CHERISH the FEMININE NATURE of the COMFORTER which comes with CHRISTIAN as a
RECOGNIZABLE PART of its NAME.  Cobbey Crisler insights on John 14:26/cit. B8


[Cobbey:] “John 14:26 picks up the description. The Comforter, which is the Holy Ghost.”
There’s another part of the list, identified with the Holy Ghost in Luke 3:22, the dove descending is the symbol of it.

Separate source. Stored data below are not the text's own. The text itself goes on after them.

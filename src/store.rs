// 🗄️ Store Contract
// What the tracker needs from a habit/user persistence layer
//
// Entry-list updates are compare-and-swap on the habit revision: a save
// built from a stale read fails with `Conflict` and writes nothing.

use chrono::{DateTime, Utc};
use serde::{Deserialize, Serialize};

use crate::entry::CompletionEntry;
use crate::error::Result;
use crate::model::{Habit, HabitDetails, User, UserProgress};

/// Audit trail record ("every change is an event")
#[derive(Debug, Serialize, Deserialize, Clone, PartialEq)]
pub struct Event {
    pub event_id: String,
    pub timestamp: DateTime<Utc>,
    pub event_type: String,
    pub entity_type: String,
    pub entity_id: String,
    pub data: serde_json::Value,
    pub actor: String,
}

impl Event {
    pub fn new(
        event_type: &str,
        entity_type: &str,
        entity_id: &str,
        data: serde_json::Value,
        actor: &str,
    ) -> Self {
        Self {
            event_id: uuid::Uuid::new_v4().to_string(),
            timestamp: Utc::now(),
            event_type: event_type.to_string(),
            entity_type: entity_type.to_string(),
            entity_id: entity_id.to_string(),
            data,
            actor: actor.to_string(),
        }
    }
}

pub trait HabitStore {
    // ------------------------------------------------------------------------
    // Completion engine collaborator
    // ------------------------------------------------------------------------

    fn get_habit(&self, id: &str) -> Result<Habit>;

    /// Replace the entry list if the stored revision still equals
    /// `expected_revision`; bumps the revision on success.
    fn save_habit(
        &self,
        id: &str,
        entries: &[CompletionEntry],
        expected_revision: i64,
    ) -> Result<Habit>;

    /// `save_habit` plus the owner's new progress, atomically. Either both
    /// writes land or neither does; `grant` of `None` leaves the user alone.
    fn commit_progress(
        &self,
        habit_id: &str,
        entries: &[CompletionEntry],
        expected_revision: i64,
        grant: Option<(&str, UserProgress)>,
    ) -> Result<(Habit, Option<User>)>;

    fn get_user(&self, id: &str) -> Result<User>;

    fn save_user(&self, id: &str, progress: UserProgress) -> Result<User>;

    // ------------------------------------------------------------------------
    // Users
    // ------------------------------------------------------------------------

    /// Fails with `Conflict` when the email is already registered
    fn create_user(&self, email: &str, name: &str, is_admin: bool) -> Result<User>;

    fn find_user_by_email(&self, email: &str) -> Result<Option<User>>;

    /// Newest first
    fn list_users(&self) -> Result<Vec<User>>;

    /// Deletes the user and all of their habits, returns the habit count removed
    fn delete_user(&self, id: &str) -> Result<usize>;

    // ------------------------------------------------------------------------
    // Habits
    // ------------------------------------------------------------------------

    /// New habit with an empty history
    fn create_habit(&self, user_id: &str, details: &HabitDetails) -> Result<Habit>;

    fn update_habit_details(&self, id: &str, details: &HabitDetails) -> Result<Habit>;

    fn list_habits(&self, user_id: &str) -> Result<Vec<Habit>>;

    fn list_all_habits(&self) -> Result<Vec<Habit>>;

    fn delete_habit(&self, id: &str) -> Result<()>;

    fn count_habits(&self, user_id: &str) -> Result<usize>;

    // ------------------------------------------------------------------------
    // Audit trail
    // ------------------------------------------------------------------------

    fn record_event(&self, event: &Event) -> Result<()>;

    /// Newest first
    fn events_for(&self, entity_type: &str, entity_id: &str) -> Result<Vec<Event>>;
}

The words “dove” and “ghost” are feminine in the Greek, and the comfort aspect also introduces the feminine concept.

The role of the Comforter, “will be sent by God in my name.” If one were to regard that literally, the Comforter’s name should at least have some recognizable aspect either relating to Jesus or to Christ. Another aspect of the Comforter is “he will teach you all things.”
“Book of John, A Walk with the Beloved Disciple,” by B. Cobbey Crisler**


WELCOME CHRIST TO STOP BEING SICK OF A FEVER & OF HEARING ABOUT IT 24/7!
Cobbey Crisler on citation B10, Matthew 8:14, 15 (
+Hurricane season bonus” Matt. 8:16-26 Exercise dominion over all that looks to be outside of you—even the elements!)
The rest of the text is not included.